PBMC were isolated by gradient Histopaque® 1077 (Sigma-Aldrich, St. Louis, MO, USA) following the manufacturer's instructions. Total RNA was extracted from 5x106 cells with a miRVana™ miRNA Isolation Kit (Ambion, Austin, TX, USA) according to the manufacturer’s instructions. RNA samples were immediately stored at -80ºC. Quantification was performed using NanoDrop (ND-2000 spectrophotometer, Thermo Scientific, Wilmington, DE, USA) and quality of samples was assessed using a Capillary electrophoresis (Bioanalyzer 2100 Agilent, Santa Clara, CA, USA).
Label
biotin
Label protocol
MicroRNA profiles were obtained from 250 ng/sample of total RNA (RNA Integrity Number over than 7) using the FlashTag™ Biotin HSR RNA Labeling Kit, and the Affymetrix® miRNA 4.1 Array strip (Affymetrix, Santa Clara, Califórnia, EUA), according to the manufacturer’s instructions.

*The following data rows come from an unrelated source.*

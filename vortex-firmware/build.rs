//! Build script for vortex-firmware
//!
//! - Sets up linker search paths for memory.x
//! - Parses and validates gimbal.toml, then embeds it as a postcard blob

use std::env;
use std::fs::{self, File};
use std::io::Write;
use std::path::{Path, PathBuf};

use vortex_core::config::{ConfigError, GimbalConfig, MAX_ENCODED_LEN};

fn main() {
    let out_dir = PathBuf::from(env::var("OUT_DIR").unwrap());
    setup_linker(&out_dir);
    embed_config(&out_dir);
}

/// Set up linker search paths for memory.x
fn setup_linker(out_dir: &Path) {
    // Copy memory.x to the output directory
    let memory_x = include_bytes!("memory.x");
    let mut f = File::create(out_dir.join("memory.x")).unwrap();
    f.write_all(memory_x).unwrap();

    // Tell rustc where to find memory.x
    println!("cargo:rustc-link-search={}", out_dir.display());

    // Re-run if memory.x changes
    println!("cargo:rerun-if-changed=memory.x");
    println!("cargo:rerun-if-changed=build.rs");
}

/// Parse gimbal.toml and write the encoded config to `OUT_DIR/gimbal.bin`
fn embed_config(out_dir: &Path) {
    println!("cargo:rerun-if-changed=gimbal.toml");

    let config_path = Path::new("gimbal.toml");

    if !config_path.exists() {
        panic!(
            "\n\
            ╔══════════════════════════════════════════════════════════════════╗\n\
            ║  ERROR: gimbal.toml not found!                                   ║\n\
            ║                                                                  ║\n\
            ║  The firmware requires a gimbal.toml configuration file.         ║\n\
            ║  Please create one in the vortex-firmware directory.             ║\n\
            ╚══════════════════════════════════════════════════════════════════╝\n"
        );
    }

    let config_content = match fs::read_to_string(config_path) {
        Ok(content) => content,
        Err(e) => {
            panic!(
                "\n\
                ╔══════════════════════════════════════════════════════════════════╗\n\
                ║  ERROR: Failed to read gimbal.toml                               ║\n\
                ║                                                                  ║\n\
                ║  Error: {:<56} ║\n\
                ╚══════════════════════════════════════════════════════════════════╝\n",
                e
            );
        }
    };

    // Parse straight into the firmware's config type
    let config: GimbalConfig = match toml::from_str(&config_content) {
        Ok(config) => config,
        Err(e) => {
            let error_msg = e.to_string();
            panic!(
                "\n\
                ╔══════════════════════════════════════════════════════════════════╗\n\
                ║  ERROR: Invalid gimbal.toml                                      ║\n\
                ╠══════════════════════════════════════════════════════════════════╣\n\
                ║                                                                  ║\n\
                {}\n\
                ║                                                                  ║\n\
                ╚══════════════════════════════════════════════════════════════════╝\n",
                format_error_lines(&error_msg)
            );
        }
    };

    if let Err(e) = config.validate() {
        panic!(
            "\n\
            ╔══════════════════════════════════════════════════════════════════╗\n\
            ║  ERROR: Invalid gimbal configuration                             ║\n\
            ╠══════════════════════════════════════════════════════════════════╣\n\
            {}\n\
            ╚══════════════════════════════════════════════════════════════════╝\n",
            format_error_lines(&describe(e))
        );
    }

    let mut buf = [0u8; MAX_ENCODED_LEN];
    let encoded = match config.encode(&mut buf) {
        Ok(encoded) => encoded,
        Err(_) => panic!("gimbal.toml does not fit in {} bytes", MAX_ENCODED_LEN),
    };

    let mut f = File::create(out_dir.join("gimbal.bin")).unwrap();
    f.write_all(encoded).unwrap();

    println!(
        "cargo:warning=gimbal.toml validated successfully ({} bytes)",
        encoded.len()
    );
}

/// Human readable description of a validation error
fn describe(error: ConfigError) -> String {
    match error {
        ConfigError::UnsupportedVersion(v) => {
            format!("version {} is not supported", v)
        }
        ConfigError::ZeroStep => "axis step must be at least 1".to_string(),
        ConfigError::InvertedBounds => {
            "axis lower_bound must not exceed upper_bound".to_string()
        }
        ConfigError::BoundOutOfRange => {
            "axis upper_bound exceeds servo travel_deg".to_string()
        }
        ConfigError::EmptyBank => "at least one [[solenoids]] entry is required".to_string(),
        ConfigError::DuplicatePin(pin) => format!("gpio{} is assigned more than once", pin),
        ConfigError::InvalidPulseRange => {
            "servo pulse range must be non-empty and fit in period_us".to_string()
        }
        ConfigError::Encoding => "configuration could not be encoded".to_string(),
    }
}

/// Format error message lines with box drawing
fn format_error_lines(msg: &str) -> String {
    msg.lines()
        .map(|line| {
            let truncated = if line.chars().count() > 64 {
                format!("{}...", line.chars().take(61).collect::<String>())
            } else {
                line.to_string()
            };
            format!("║  {:<64} ║", truncated)
        })
        .collect::<Vec<_>>()
        .join("\n")
}
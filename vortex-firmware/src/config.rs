//! Configuration loading
//!
//! `build.rs` validates `gimbal.toml` and embeds it as a postcard blob. The
//! blob is decoded once at boot.

use defmt::*;

use vortex_core::config::GimbalConfig;

/// Configuration compiled into the firmware
static EMBEDDED_CONFIG: &[u8] = include_bytes!(concat!(env!("OUT_DIR"), "/gimbal.bin"));

/// Decode the embedded configuration
///
/// Falls back to the reference wiring if the blob does not decode, which
/// only happens if the build script and firmware disagree on the format.
pub fn load() -> GimbalConfig {
    match GimbalConfig::decode(EMBEDDED_CONFIG) {
        Ok(config) => {
            log_config_summary(&config);
            config
        }
        Err(e) => {
            error!("Embedded config invalid: {:?}, using defaults", e);
            GimbalConfig::default()
        }
    }
}

fn log_config_summary(config: &GimbalConfig) {
    info!(
        "Config: pan a={} b={} tilt a={} b={} trigger={}",
        config.pan.pin_a.pin,
        config.pan.pin_b.pin,
        config.tilt.pin_a.pin,
        config.tilt.pin_b.pin,
        config.trigger.pin
    );
    info!(
        "Config: {} solenoids, fire {}ms on / {}ms off",
        config.solenoids.len(),
        config.fire.high_ms,
        config.fire.low_ms
    );
    debug!(
        "Config: step pan={} tilt={}, bounds pan={}..{} tilt={}..{}",
        config.pan.step,
        config.tilt.step,
        config.pan.lower_bound,
        config.pan.upper_bound,
        config.tilt.lower_bound,
        config.tilt.upper_bound
    );
}
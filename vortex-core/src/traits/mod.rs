//! Hardware abstraction traits
//!
//! These traits define the interface between the gimbal logic and the
//! concrete drivers in `vortex-drivers`. All of them are infallible.

pub mod actuator;
pub mod solenoid;
pub mod trigger;

pub use actuator::AngularActuator;
pub use solenoid::SolenoidOutput;
pub use trigger::TriggerInput;
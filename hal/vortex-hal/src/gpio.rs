//! Digital I/O abstractions
//!
//! Infallible pin traits implemented by chip-specific HALs. The gimbal
//! logic never observes a failed read or write; a miswired pin simply
//! reads or drives the wrong level.

/// Digital output pin
pub trait OutputPin {
    /// Drive the pin high (logic 1)
    fn set_high(&mut self);

    /// Drive the pin low (logic 0)
    fn set_low(&mut self);

    /// Check if the pin is currently driven high
    fn is_set_high(&self) -> bool;
}

/// Digital input pin
pub trait InputPin {
    /// Check if the pin reads high (logic 1)
    fn is_high(&self) -> bool;

    /// Check if the pin reads low (logic 0)
    fn is_low(&self) -> bool {
        !self.is_high()
    }
}

impl<T: InputPin + ?Sized> InputPin for &T {
    fn is_high(&self) -> bool {
        (**self).is_high()
    }
}

#[cfg(test)]
mod tests {
    use super::*;
    use core::cell::Cell;

    struct Line<'a>(&'a Cell<bool>);

    impl InputPin for Line<'_> {
        fn is_high(&self) -> bool {
            self.0.get()
        }
    }

    impl OutputPin for Line<'_> {
        fn set_high(&mut self) {
            self.0.set(true);
        }

        fn set_low(&mut self) {
            self.0.set(false);
        }

        fn is_set_high(&self) -> bool {
            self.0.get()
        }
    }

    #[test]
    fn test_output_drives_line() {
        let wire = Cell::new(false);
        let mut out = Line(&wire);

        out.set_high();
        assert!(wire.get());
        assert!(out.is_set_high());

        out.set_low();
        assert!(!wire.get());

        // Loopback: same wire read as an input
        let input = Line(&wire);
        assert!(input.is_low());
        assert!(!(&input).is_high());
    }
}
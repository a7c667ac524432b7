//! Vortex - Air Vortex Ring Gimbal Firmware
//!
//! Main firmware binary for the RP2040-based gimbal. Two rotary encoders
//! steer a pan/tilt pair of servos, and a push button fires the vortex
//! solenoids.

#![no_std]
#![no_main]

use defmt::*;
use embassy_executor::Spawner;
use embassy_rp::Peripherals;
use embassy_time::Delay;
use heapless::Vec;
use {defmt_rtt as _, panic_probe as _};

use vortex_core::config::{GimbalConfig, PinConfig, MAX_SOLENOIDS};
use vortex_core::control::{GimbalController, GimbalHardware};
use vortex_core::encoder::QuadratureAxis;
use vortex_core::solenoid::SolenoidBank;
use vortex_drivers::{ButtonTrigger, GpioSolenoid, PwmServo};
use vortex_hal_rp2040::{pwm, GpioAllocator, PinBank, PinError, RpInput, RpOutput};

use crate::tasks::Gimbal;

mod config;
mod tasks;

/// Reasons the board cannot be brought up
#[derive(Debug, Clone, Copy)]
#[cfg_attr(feature = "defmt", derive(defmt::Format))]
enum BootError {
    /// A configured pin is invalid, reserved or taken twice
    Pin(PinError),
    /// The servo PWM slice did not hand out both channels
    ServoPwm,
}

impl From<PinError> for BootError {
    fn from(e: PinError) -> Self {
        BootError::Pin(e)
    }
}

/// Main entry point
#[embassy_executor::main]
async fn main(_spawner: Spawner) {
    info!("Vortex firmware starting...");

    let p = embassy_rp::init(Default::default());
    info!("Peripherals initialized");

    let config = config::load();

    // Check the whole pin map before driving anything
    let mut allocator = GpioAllocator::new();
    if let Err(e) = allocator.allocate_all(&config.pins()) {
        error!("Pin allocation failed: {:?}", e);
        halt();
    }
    debug!("{} GPIOs allocated", allocator.allocated_count());

    let gimbal = match build_gimbal(p, &config) {
        Ok(gimbal) => gimbal,
        Err(e) => {
            error!("Hardware setup failed: {:?}", e);
            halt();
        }
    };

    tasks::gimbal_loop(gimbal).await
}

/// Wire the configured pins into a gimbal controller
fn build_gimbal(p: Peripherals, config: &GimbalConfig) -> Result<Gimbal, BootError> {
    let (mut bank, servo) = PinBank::new(p);

    let pan = QuadratureAxis::new(
        input(&mut bank, &config.pan.pin_a)?,
        input(&mut bank, &config.pan.pin_b)?,
        config.pan,
    );
    let tilt = QuadratureAxis::new(
        input(&mut bank, &config.tilt.pin_a)?,
        input(&mut bank, &config.tilt.pin_b)?,
        config.tilt,
    );

    let trigger = ButtonTrigger::from_config(input(&mut bank, &config.trigger)?, &config.trigger);

    let mut solenoids: Vec<GpioSolenoid<RpOutput>, MAX_SOLENOIDS> = Vec::new();
    for solenoid in &config.solenoids {
        let pin = RpOutput::new(bank.take(solenoid.pin)?, solenoid);
        // Same capacity as the config list
        let _ = solenoids.push(GpioSolenoid::from_config(pin, solenoid));
    }
    info!("{} solenoids released", solenoids.len());

    let (pan_pwm, tilt_pwm) = pwm::servo_outputs(servo, config.servo.period_us);
    let (Some(pan_pwm), Some(tilt_pwm)) = (pan_pwm, tilt_pwm) else {
        return Err(BootError::ServoPwm);
    };
    info!("Servo PWM running, period {}us", config.servo.period_us);

    let hw = GimbalHardware {
        pan,
        tilt,
        pan_servo: PwmServo::new(pan_pwm, config.servo),
        tilt_servo: PwmServo::new(tilt_pwm, config.servo),
        trigger,
        bank: SolenoidBank::new(solenoids),
        delay: Delay,
    };

    Ok(GimbalController::new(hw, config))
}

/// Take a configured pin as an input
fn input(bank: &mut PinBank, pin: &PinConfig) -> Result<RpInput, PinError> {
    Ok(RpInput::new(bank.take(pin.pin)?, pin))
}

/// Park the core; the wiring does not match the config
fn halt() -> ! {
    loop {
        cortex_m::asm::wfi();
    }
}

A recommended ELOSA quality control assay was run for all samples.
Hybridization protocol
For hybridization of samples to the strips was carried on at 48ºC for 20h using the GeneAtlas® Hybridization, Wash, and Stain Kit for miRNA Array Strips. Following this period, strips were processed and scanned using the GeneAtlas® System (Affymetrix).
Scan protocol
After the array strip are registered in the GeneAtlas Software and the target hybridization steps are complete, scanning processing on the GeneAtlas System was made. Transfer of the strip assembly into the imaging station's drawer starts the imaging process.
Description
miRNA profile expression in PBMC of dogs naturally infected with L. infantum
Data processing
Raw intensity values were background corrected, log2 transformed and then quantile normalized by the software Expression Console (Affymetrix) using the Robust Multi-array Average (RMA) algorithm.